[Stored data entries]
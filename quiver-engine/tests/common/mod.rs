#![allow(dead_code)]

use image::{DynamicImage, ImageOutputFormat, Rgb, RgbImage};
use parking_lot::{Condvar, Mutex};
use quiver_decode::{FetchError, RawBytesHandle};
use quiver_engine::{
    DecodedImage, DisplayListener, DisplayTarget, Engine, EngineConfig, Fetched, Fetcher,
    ImageUri, LoadError, LoadedFrom, SizeHint, TargetId, Transition,
};
use std::collections::HashMap;
use std::io::Cursor;
use std::sync::atomic::{AtomicUsize, Ordering};
use std::sync::Arc;
use std::time::{Duration, Instant};

pub fn png_bytes(width: u32, height: u32) -> Vec<u8> {
    let img = RgbImage::from_fn(width, height, |x, y| {
        Rgb([(x % 256) as u8, (y % 256) as u8, 0x80])
    });
    let mut out = Cursor::new(Vec::new());
    DynamicImage::ImageRgb8(img)
        .write_to(&mut out, ImageOutputFormat::Png)
        .unwrap();
    out.into_inner()
}

pub fn test_config(workers: usize) -> EngineConfig {
    EngineConfig::builder()
        .enable_disk_cache(false)
        .worker_pool_size(workers)
        .build()
        .unwrap()
}

/// Blocks fetches until opened.
#[derive(Default)]
pub struct Gate {
    open: Mutex<bool>,
    opened: Condvar,
}

impl Gate {
    pub fn closed() -> Arc<Self> {
        Arc::new(Self::default())
    }

    pub fn open(&self) {
        *self.open.lock() = true;
        self.opened.notify_all();
    }

    fn wait(&self) {
        let mut open = self.open.lock();
        while !*open {
            self.opened.wait(&mut open);
        }
    }
}

/// Serves `resource://<id>` from a table and counts calls per id.
#[derive(Default)]
pub struct CountingFetcher {
    resources: Mutex<HashMap<String, Vec<u8>>>,
    calls: Mutex<HashMap<String, usize>>,
    total: AtomicUsize,
    gate: Mutex<Option<Arc<Gate>>>,
}

impl CountingFetcher {
    pub fn new() -> Arc<Self> {
        Arc::new(Self::default())
    }

    pub fn insert(&self, id: &str, bytes: Vec<u8>) {
        self.resources.lock().insert(id.to_string(), bytes);
    }

    pub fn gate_with(&self, gate: Arc<Gate>) {
        *self.gate.lock() = Some(gate);
    }

    pub fn calls(&self, id: &str) -> usize {
        self.calls.lock().get(id).copied().unwrap_or(0)
    }

    pub fn total_calls(&self) -> usize {
        self.total.load(Ordering::SeqCst)
    }
}

impl Fetcher for CountingFetcher {
    fn fetch(&self, uri: &ImageUri) -> Result<Fetched, FetchError> {
        let id = uri.location().to_string();
        *self.calls.lock().entry(id.clone()).or_default() += 1;
        self.total.fetch_add(1, Ordering::SeqCst);
        let gate = self.gate.lock().clone();
        if let Some(gate) = gate {
            gate.wait();
        }
        match self.resources.lock().get(&id) {
            Some(bytes) => Ok(Fetched::new(RawBytesHandle::buffered(bytes.clone()))),
            None => Err(FetchError::NotFound(id)),
        }
    }
}

#[derive(Debug, Clone, PartialEq)]
pub enum Shown {
    Placeholder,
    Image {
        width: u32,
        height: u32,
        transition: Transition,
    },
    Failure(LoadError),
}

/// Records every call the engine makes on it.
pub struct RecordingTarget {
    id: TargetId,
    hint: SizeHint,
    pub shown: Mutex<Vec<Shown>>,
}

impl RecordingTarget {
    pub fn new(hint: SizeHint) -> Arc<Self> {
        Arc::new(Self {
            id: TargetId::next(),
            hint,
            shown: Mutex::new(Vec::new()),
        })
    }

    pub fn shown(&self) -> Vec<Shown> {
        self.shown.lock().clone()
    }

    /// Last image or failure applied, ignoring placeholders.
    pub fn last_result(&self) -> Option<Shown> {
        self.shown
            .lock()
            .iter()
            .rev()
            .find(|s| **s != Shown::Placeholder)
            .cloned()
    }
}

impl DisplayTarget for RecordingTarget {
    fn id(&self) -> TargetId {
        self.id
    }

    fn size_hint(&self) -> SizeHint {
        self.hint
    }

    fn apply(&self, image: Arc<DecodedImage>, transition: Transition) {
        self.shown.lock().push(Shown::Image {
            width: image.width(),
            height: image.height(),
            transition,
        });
    }

    fn apply_placeholder(&self) {
        self.shown.lock().push(Shown::Placeholder);
    }

    fn apply_failure(&self, error: &LoadError) {
        self.shown.lock().push(Shown::Failure(error.clone()));
    }
}

#[derive(Debug, Clone, PartialEq)]
pub enum Event {
    Started(String),
    Complete(String, LoadedFrom),
    Failed(String),
    Cancelled(String),
}

#[derive(Default)]
pub struct RecordingListener {
    pub events: Mutex<Vec<Event>>,
}

impl RecordingListener {
    pub fn new() -> Arc<Self> {
        Arc::new(Self::default())
    }

    pub fn events(&self) -> Vec<Event> {
        self.events.lock().clone()
    }
}

impl DisplayListener for RecordingListener {
    fn on_started(&self, uri: &str) {
        self.events.lock().push(Event::Started(uri.to_string()));
    }

    fn on_complete(&self, uri: &str, _image: &Arc<DecodedImage>, from: LoadedFrom) {
        self.events.lock().push(Event::Complete(uri.to_string(), from));
    }

    fn on_failed(&self, uri: &str, _error: &LoadError) {
        self.events.lock().push(Event::Failed(uri.to_string()));
    }

    fn on_cancelled(&self, uri: &str) {
        self.events.lock().push(Event::Cancelled(uri.to_string()));
    }
}

/// Poll `cond` until it holds or a few seconds pass.
pub fn wait_until(mut cond: impl FnMut() -> bool) -> bool {
    let deadline = Instant::now() + Duration::from_secs(5);
    while Instant::now() < deadline {
        if cond() {
            return true;
        }
        std::thread::sleep(Duration::from_millis(2));
    }
    cond()
}

pub fn engine_with(fetcher: &Arc<CountingFetcher>, workers: usize) -> Engine {
    Engine::builder(test_config(workers))
        .fetcher(Arc::clone(fetcher) as Arc<dyn Fetcher>)
        .build()
        .unwrap()
}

-- The task --
After reading the entries, reproduce every one of them exactly.

-- Reply --
filename quiver-engine/tests/common/mod.rs
#![allow(dead_code)]

use image::{DynamicImage, ImageOutputFormat, Rgb, RgbImage};
use parking_lot::{Condvar, Mutex};
use quiver_decode::{FetchError, RawBytesHandle};
use quiver_engine::{
    DecodedImage, DisplayListener, DisplayTarget, Engine, EngineConfig, Fetched, Fetcher,
    ImageUri, LoadError, LoadedFrom, SizeHint, TargetId, Transition,
};
use std::collections::HashMap;
use std::io::Cursor;
use std::sync::atomic::{AtomicUsize, Ordering};
use std::sync::Arc;
use std::time::{Duration, Instant};

pub fn png_bytes(width: u32, height: u32) -> Vec<u8> {
    let img = RgbImage::from_fn(width, height, |x, y| {
        Rgb([(x % 256) as u8, (y % 256) as u8, 0x80])
    });
    let mut out = Cursor::new(Vec::new());
    DynamicImage::ImageRgb8(img)
        .write_to(&mut out, ImageOutputFormat::Png)
        .unwrap();
    out.into_inner()
}

pub fn test_config(workers: usize) -> EngineConfig {
    EngineConfig::builder()
        .enable_disk_cache(false)
        .worker_pool_size(workers)
        .build()
        .unwrap()
}

/// Blocks fetches until opened.
#[derive(Default)]
pub struct Gate {
    open: Mutex<bool>,
    opened: Condvar,
}

impl Gate {
    pub fn closed() -> Arc<Self> {
        Arc::new(Self::default())
    }

    pub fn open(&self) {
        *self.open.lock() = true;
        self.opened.notify_all();
    }

    fn wait(&self) {
        let mut open = self.open.lock();
        while !*open {
            self.opened.wait(&mut open);
        }
    }
}

/// Serves `resource://<id>` from a table and counts calls per id.
#[derive(Default)]
pub struct CountingFetcher {
    resources: Mutex<HashMap<String, Vec<u8>>>,
    calls: Mutex<HashMap<String, usize>>,
    total: AtomicUsize,
    gate: Mutex<Option<Arc<Gate>>>,
}

impl CountingFetcher {
    pub fn new() -> Arc<Self> {
        Arc::new(Self::default())
    }

    pub fn insert(&self, id: &str, bytes: Vec<u8>) {
        self.resources.lock().insert(id.to_string(), bytes);
    }

    pub fn gate_with(&self, gate: Arc<Gate>) {
        *self.gate.lock() = Some(gate);
    }

    pub fn calls(&self, id: &str) -> usize {
        self.calls.lock().get(id).copied().unwrap_or(0)
    }

    pub fn total_calls(&self) -> usize {
        self.total.load(Ordering::SeqCst)
    }
}

impl Fetcher for CountingFetcher {
    fn fetch(&self, uri: &ImageUri) -> Result<Fetched, FetchError> {
        let id = uri.location().to_string();
        *self.calls.lock().entry(id.clone()).or_default() += 1;
        self.total.fetch_add(1, Ordering::SeqCst);
        let gate = self.gate.lock().clone();
        if let Some(gate) = gate {
            gate.wait();
        }
        match self.resources.lock().get(&id) {
            Some(bytes) => Ok(Fetched::new(RawBytesHandle::buffered(bytes.clone()))),
            None => Err(FetchError::NotFound(id)),
        }
    }
}

#[derive(Debug, Clone, PartialEq)]
pub enum Shown {
    Placeholder,
    Image {
        width: u32,
        height: u32,
        transition: Transition,
    },
    Failure(LoadError),
}

/// Records every call the engine makes on it.
pub struct RecordingTarget {
    id: TargetId,
    hint: SizeHint,
    pub shown: Mutex<Vec<Shown>>,
}

impl RecordingTarget {
    pub fn new(hint: SizeHint) -> Arc<Self> {
        Arc::new(Self {
            id: TargetId::next(),
            hint,
            shown: Mutex::new(Vec::new()),
        })
    }

    pub fn shown(&self) -> Vec<Shown> {
        self.shown.lock().clone()
    }

    /// Last image or failure applied, ignoring placeholders.
    pub fn last_result(&self) -> Option<Shown> {
        self.shown
            .lock()
            .iter()
            .rev()
            .find(|s| **s != Shown::Placeholder)
            .cloned()
    }
}

impl DisplayTarget for RecordingTarget {
    fn id(&self) -> TargetId {
        self.id
    }

    fn size_hint(&self) -> SizeHint {
        self.hint
    }

    fn apply(&self, image: Arc<DecodedImage>, transition: Transition) {
        self.shown.lock().push(Shown::Image {
            width: image.width(),
            height: image.height(),
            transition,
        });
    }

    fn apply_placeholder(&self) {
        self.shown.lock().push(Shown::Placeholder);
    }

    fn apply_failure(&self, error: &LoadError) {
        self.shown.lock().push(Shown::Failure(error.clone()));
    }
}

#[derive(Debug, Clone, PartialEq)]
pub enum Event {
    Started(String),
    Complete(String, LoadedFrom),
    Failed(String),
    Cancelled(String),
}

#[derive(Default)]
pub struct RecordingListener {
    pub events: Mutex<Vec<Event>>,
}

impl RecordingListener {
    pub fn new() -> Arc<Self> {
        Arc::new(Self::default())
    }

    pub fn events(&self) -> Vec<Event> {
        self.events.lock().clone()
    }
}

impl DisplayListener for RecordingListener {
    fn on_started(&self, uri: &str) {
        self.events.lock().push(Event::Started(uri.to_string()));
    }

    fn on_complete(&self, uri: &str, _image: &Arc<DecodedImage>, from: LoadedFrom) {
        self.events.lock().push(Event::Complete(uri.to_string(), from));
    }

    fn on_failed(&self, uri: &str, _error: &LoadError) {
        self.events.lock().push(Event::Failed(uri.to_string()));
    }

    fn on_cancelled(&self, uri: &str) {
        self.events.lock().push(Event::Cancelled(uri.to_string()));
    }
}

/// Poll `cond` until it holds or a few seconds pass.
pub fn wait_until(mut cond: impl FnMut() -> bool) -> bool {
    let deadline = Instant::now() + Duration::from_secs(5);
    while Instant::now() < deadline {
        if cond() {
            return true;
        }
        std::thread::sleep(Duration::from_millis(2));
    }
    cond()
}

pub fn engine_with(fetcher: &Arc<CountingFetcher>, workers: usize) -> Engine {
    Engine::builder(test_config(workers))
        .fetcher(Arc::clone(fetcher) as Arc<dyn Fetcher>)
        .build()
        .unwrap()
}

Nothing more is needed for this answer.